-------- Records provided

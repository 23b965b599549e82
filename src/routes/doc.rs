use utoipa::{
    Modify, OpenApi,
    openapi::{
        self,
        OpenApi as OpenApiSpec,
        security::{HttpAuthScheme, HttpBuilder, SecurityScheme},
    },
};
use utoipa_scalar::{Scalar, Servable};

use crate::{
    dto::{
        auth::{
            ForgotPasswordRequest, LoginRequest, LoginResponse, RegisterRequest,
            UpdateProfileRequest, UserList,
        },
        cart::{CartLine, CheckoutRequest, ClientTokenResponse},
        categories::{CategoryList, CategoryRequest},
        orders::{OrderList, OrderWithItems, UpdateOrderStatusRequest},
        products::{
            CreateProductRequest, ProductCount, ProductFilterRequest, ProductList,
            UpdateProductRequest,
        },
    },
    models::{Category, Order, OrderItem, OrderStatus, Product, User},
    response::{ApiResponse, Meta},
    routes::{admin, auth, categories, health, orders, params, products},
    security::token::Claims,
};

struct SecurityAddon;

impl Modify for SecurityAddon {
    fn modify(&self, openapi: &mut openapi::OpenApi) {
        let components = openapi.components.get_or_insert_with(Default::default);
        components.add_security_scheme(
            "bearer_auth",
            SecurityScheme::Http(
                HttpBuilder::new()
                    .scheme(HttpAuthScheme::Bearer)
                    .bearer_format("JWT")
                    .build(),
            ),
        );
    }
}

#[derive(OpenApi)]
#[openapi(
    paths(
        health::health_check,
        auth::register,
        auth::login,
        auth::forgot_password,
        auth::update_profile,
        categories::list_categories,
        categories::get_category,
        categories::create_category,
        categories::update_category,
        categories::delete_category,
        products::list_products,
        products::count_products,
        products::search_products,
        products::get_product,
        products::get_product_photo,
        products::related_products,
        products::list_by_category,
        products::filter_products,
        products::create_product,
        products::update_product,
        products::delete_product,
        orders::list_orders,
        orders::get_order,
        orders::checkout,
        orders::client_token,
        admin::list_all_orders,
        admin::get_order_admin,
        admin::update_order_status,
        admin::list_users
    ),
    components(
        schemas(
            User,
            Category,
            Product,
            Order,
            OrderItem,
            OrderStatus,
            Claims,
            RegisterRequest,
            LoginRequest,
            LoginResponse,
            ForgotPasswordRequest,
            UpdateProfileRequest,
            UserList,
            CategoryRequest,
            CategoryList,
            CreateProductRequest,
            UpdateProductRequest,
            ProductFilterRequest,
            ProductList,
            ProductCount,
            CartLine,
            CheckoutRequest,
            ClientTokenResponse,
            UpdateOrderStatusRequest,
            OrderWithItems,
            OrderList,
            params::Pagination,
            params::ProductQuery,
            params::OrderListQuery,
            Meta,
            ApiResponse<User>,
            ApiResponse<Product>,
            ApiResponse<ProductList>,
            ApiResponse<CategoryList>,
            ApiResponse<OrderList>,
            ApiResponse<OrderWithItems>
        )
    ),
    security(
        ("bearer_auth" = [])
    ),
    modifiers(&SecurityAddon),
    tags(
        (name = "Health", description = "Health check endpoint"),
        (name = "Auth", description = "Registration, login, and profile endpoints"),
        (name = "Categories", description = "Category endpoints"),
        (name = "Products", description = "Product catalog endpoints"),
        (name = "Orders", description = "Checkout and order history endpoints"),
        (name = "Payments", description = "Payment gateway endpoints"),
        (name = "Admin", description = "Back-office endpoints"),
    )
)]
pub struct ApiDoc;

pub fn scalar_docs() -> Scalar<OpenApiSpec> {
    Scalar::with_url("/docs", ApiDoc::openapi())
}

----------------

Task: Down to the last line, restate the records exactly.

Your solution:
repository 23b965b599549e82
filename src/routes/doc.rs
use utoipa::{
    Modify, OpenApi,
    openapi::{
        self,
        OpenApi as OpenApiSpec,
        security::{HttpAuthScheme, HttpBuilder, SecurityScheme},
    },
};
use utoipa_scalar::{Scalar, Servable};

use crate::{
    dto::{
        auth::{
            ForgotPasswordRequest, LoginRequest, LoginResponse, RegisterRequest,
            UpdateProfileRequest, UserList,
        },
        cart::{CartLine, CheckoutRequest, ClientTokenResponse},
        categories::{CategoryList, CategoryRequest},
        orders::{OrderList, OrderWithItems, UpdateOrderStatusRequest},
        products::{
            CreateProductRequest, ProductCount, ProductFilterRequest, ProductList,
            UpdateProductRequest,
        },
    },
    models::{Category, Order, OrderItem, OrderStatus, Product, User},
    response::{ApiResponse, Meta},
    routes::{admin, auth, categories, health, orders, params, products},
    security::token::Claims,
};

struct SecurityAddon;

impl Modify for SecurityAddon {
    fn modify(&self, openapi: &mut openapi::OpenApi) {
        let components = openapi.components.get_or_insert_with(Default::default);
        components.add_security_scheme(
            "bearer_auth",
            SecurityScheme::Http(
                HttpBuilder::new()
                    .scheme(HttpAuthScheme::Bearer)
                    .bearer_format("JWT")
                    .build(),
            ),
        );
    }
}

#[derive(OpenApi)]
#[openapi(
    paths(
        health::health_check,
        auth::register,
        auth::login,
        auth::forgot_password,
        auth::update_profile,
        categories::list_categories,
        categories::get_category,
        categories::create_category,
        categories::update_category,
        categories::delete_category,
        products::list_products,
        products::count_products,
        products::search_products,
        products::get_product,
        products::get_product_photo,
        products::related_products,
        products::list_by_category,
        products::filter_products,
        products::create_product,
        products::update_product,
        products::delete_product,
        orders::list_orders,
        orders::get_order,
        orders::checkout,
        orders::client_token,
        admin::list_all_orders,
        admin::get_order_admin,
        admin::update_order_status,
        admin::list_users
    ),
    components(
        schemas(
            User,
            Category,
            Product,
            Order,
            OrderItem,
            OrderStatus,
            Claims,
            RegisterRequest,
            LoginRequest,
            LoginResponse,
            ForgotPasswordRequest,
            UpdateProfileRequest,
            UserList,
            CategoryRequest,
            CategoryList,
            CreateProductRequest,
            UpdateProductRequest,
            ProductFilterRequest,
            ProductList,
            ProductCount,
            CartLine,
            CheckoutRequest,
            ClientTokenResponse,
            UpdateOrderStatusRequest,
            OrderWithItems,
            OrderList,
            params::Pagination,
            params::ProductQuery,
            params::OrderListQuery,
            Meta,
            ApiResponse<User>,
            ApiResponse<Product>,
            ApiResponse<ProductList>,
            ApiResponse<CategoryList>,
            ApiResponse<OrderList>,
            ApiResponse<OrderWithItems>
        )
    ),
    security(
        ("bearer_auth" = [])
    ),
    modifiers(&SecurityAddon),
    tags(
        (name = "Health", description = "Health check endpoint"),
        (name = "Auth", description = "Registration, login, and profile endpoints"),
        (name = "Categories", description = "Category endpoints"),
        (name = "Products", description = "Product catalog endpoints"),
        (name = "Orders", description = "Checkout and order history endpoints"),
        (name = "Payments", description = "Payment gateway endpoints"),
        (name = "Admin", description = "Back-office endpoints"),
    )
)]
pub struct ApiDoc;

pub fn scalar_docs() -> Scalar<OpenApiSpec> {
    Scalar::with_url("/docs", ApiDoc::openapi())
}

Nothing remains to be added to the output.